Le 17 juin, le directeur de l'usine, Román Pérez Castañeda, a expliqué que «un cordon de soudure a échoué et a endommagé trois tubes de plus». Il a annoncé qu'il remplacerait plus de 100 cordons de soudure défectueux.
Dimanche, l'usine a complété un essai hydraulique comme étape préalable au démarrage, et ce lundi, elle a été reconnectée au système.
Cependant, le retour ne clarifie pas le tableau électrique du pays. La note informative de la UNE de ce lundi révèle qu'à 06h00, la disponibilité du SEN n'était que de 1,080 MW face à une demande de 2,790 MW, avec 1,709 MW affectés.
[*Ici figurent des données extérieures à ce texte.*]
//! Engine configuration — one immutable struct supplied at engine construction.
//!
//! Every field has a default, so an empty TOML file is a valid configuration.
//! `validate` is run once by `Engine::new`; strategy parameters are validated
//! per entry by the registry instead, so one bad strategy never rejects the
//! whole file.

use std::fs;
use std::path::{Path, PathBuf};

use chrono::Duration;
use serde::{Deserialize, Serialize};
use thiserror::Error;

use quorum_core::ensemble::EnsembleConfig;
use quorum_core::sizing::{PositionSizingConfig, SizingConfigError};
use quorum_core::strategies::{default_configs, StrategyConfig};

#[derive(Debug, Error)]
pub enum ConfigError {
    #[error("read config {path}: {source}")]
    Io {
        path: PathBuf,
        #[source]
        source: std::io::Error,
    },
    #[error("parse config TOML: {0}")]
    Parse(#[from] toml::de::Error),
    #[error("serialize config: {0}")]
    Serialize(#[from] toml::ser::Error),
    #[error("invalid config: {field} {reason}")]
    Invalid { field: &'static str, reason: String },
    #[error("invalid position sizing: {0}")]
    Sizing(#[from] SizingConfigError),
}

fn invalid(field: &'static str, reason: impl Into<String>) -> ConfigError {
    ConfigError::Invalid {
        field,
        reason: reason.into(),
    }
}

/// Which signal drives the final decision.
#[derive(Debug, Clone, Copy, PartialEq, Eq, Default, Serialize, Deserialize)]
#[serde(rename_all = "snake_case")]
pub enum DecisionSource {
    /// The authoritative strategy picked by the adaptive selector.
    #[default]
    Adaptive,
    /// The performance-weighted ensemble signal.
    Ensemble,
}

#[derive(Debug, Clone, PartialEq, Serialize, Deserialize)]
#[serde(default)]
pub struct EngineConfig {
    pub min_trades_before_switch: u32,
    /// Win rate below which an authoritative strategy is replaced.
    pub poor_performance_threshold: f64,
    pub switch_cooldown_ms: u64,
    pub test_trades_required: u32,
    pub test_pass_win_rate: f64,
    pub test_pass_profit_min: f64,
    /// Cumulative P&L (dollars) below which a strategy is replaced.
    pub loss_floor: f64,
    pub loss_floor_min_trades: u32,
    /// Closed trades kept per strategy for the rolling metrics.
    pub performance_window: usize,
    pub auto_switch_enabled: bool,
    pub inverse_mode: bool,
    pub decision_source: DecisionSource,
    pub position_sizing: PositionSizingConfig,
    pub ensemble: EnsembleConfig,
    pub strategies: Vec<StrategyConfig>,
}

impl Default for EngineConfig {
    fn default() -> Self {
        Self {
            min_trades_before_switch: 5,
            poor_performance_threshold: 0.25,
            switch_cooldown_ms: 5 * 60 * 1000,
            test_trades_required: 5,
            test_pass_win_rate: 0.40,
            test_pass_profit_min: 0.0,
            loss_floor: -20.0,
            loss_floor_min_trades: 10,
            performance_window: 100,
            auto_switch_enabled: true,
            inverse_mode: false,
            decision_source: DecisionSource::Adaptive,
            position_sizing: PositionSizingConfig::default(),
            ensemble: EnsembleConfig::default(),
            strategies: default_configs(),
        }
    }
}

impl EngineConfig {
    pub fn from_toml_str(content: &str) -> Result<Self, ConfigError> {
        Ok(toml::from_str(content)?)
    }

    pub fn from_file(path: &Path) -> Result<Self, ConfigError> {
        let content = fs::read_to_string(path).map_err(|source| ConfigError::Io {
            path: path.to_path_buf(),
            source,
        })?;
        Self::from_toml_str(&content)
    }

    pub fn to_toml(&self) -> Result<String, ConfigError> {
        Ok(toml::to_string_pretty(self)?)
    }

    pub fn switch_cooldown(&self) -> Duration {
        Duration::milliseconds(i64::try_from(self.switch_cooldown_ms).unwrap_or(i64::MAX))
    }

    /// Content hash of the configuration (blake3 over canonical JSON).
    ///
    /// Snapshots carry it so a restore under a different configuration is
    /// detectable.
    pub fn fingerprint(&self) -> String {
        match serde_json::to_vec(self) {
            Ok(bytes) => blake3::hash(&bytes).to_hex().to_string(),
            Err(_) => String::new(),
        }
    }

    pub fn validate(&self) -> Result<(), ConfigError> {
        if self.test_trades_required == 0 {
            return Err(invalid("test_trades_required", "must be >= 1"));
        }
        if self.performance_window == 0 {
            return Err(invalid("performance_window", "must be >= 1"));
        }
        for (field, value) in [
            ("poor_performance_threshold", self.poor_performance_threshold),
            ("test_pass_win_rate", self.test_pass_win_rate),
        ] {
            if !(0.0..=1.0).contains(&value) {
                return Err(invalid(field, format!("must be in [0, 1], got {value}")));
            }
        }
        for (field, value) in [
            ("test_pass_profit_min", self.test_pass_profit_min),
            ("loss_floor", self.loss_floor),
        ] {
            if !value.is_finite() {
                return Err(invalid(field, "must be finite"));
            }
        }
        if !self.ensemble.flat_weight.is_finite() || self.ensemble.flat_weight < 0.0 {
            return Err(invalid("ensemble.flat_weight", "must be a non-negative number"));
        }
        self.position_sizing.validate()?;
        Ok(())
    }
}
Pour l'heure de pointe nocturne, l'organisme prévoit que la Guiteras fournira 200 MW « en cours de démarrage », mais le déficit projeté atteindra tout de même les 1,920 MW.
«Pour l'horaire de pointe, une disponibilité de 1 280 MW est estimée avec une demande maximale de 3 200 MW, soit un déficit de 1 920 MW. Si les conditions prévues se maintiennent, une affectation de 1 950 MW est annoncée durant cet horaire », indique le communiqué.
Le jour précédent, la plus grande affectation a atteint 2,038 MW à 20h30, tandis que 106 centrales de génération distribuée restent hors service en raison d'un manque de combustible, équivalant à 890 MW, et le total des mégawatts indisponibles pour cette raison s'élève à 1,203.
Le détérioration de la Guiteras a des racines structurelles que aucune réparation partielle ne peut résoudre. La chaudière cumule plus de 38 ans d'exploitation et l'usine n'a pas reçu de maintenance majeure depuis 2010.
Pérez Castañeda a reconnu publiquement qu'il faut au moins 180 jours d'arrêt pour une révision complète, mais que « la situation du pays ne le permet pas encore ».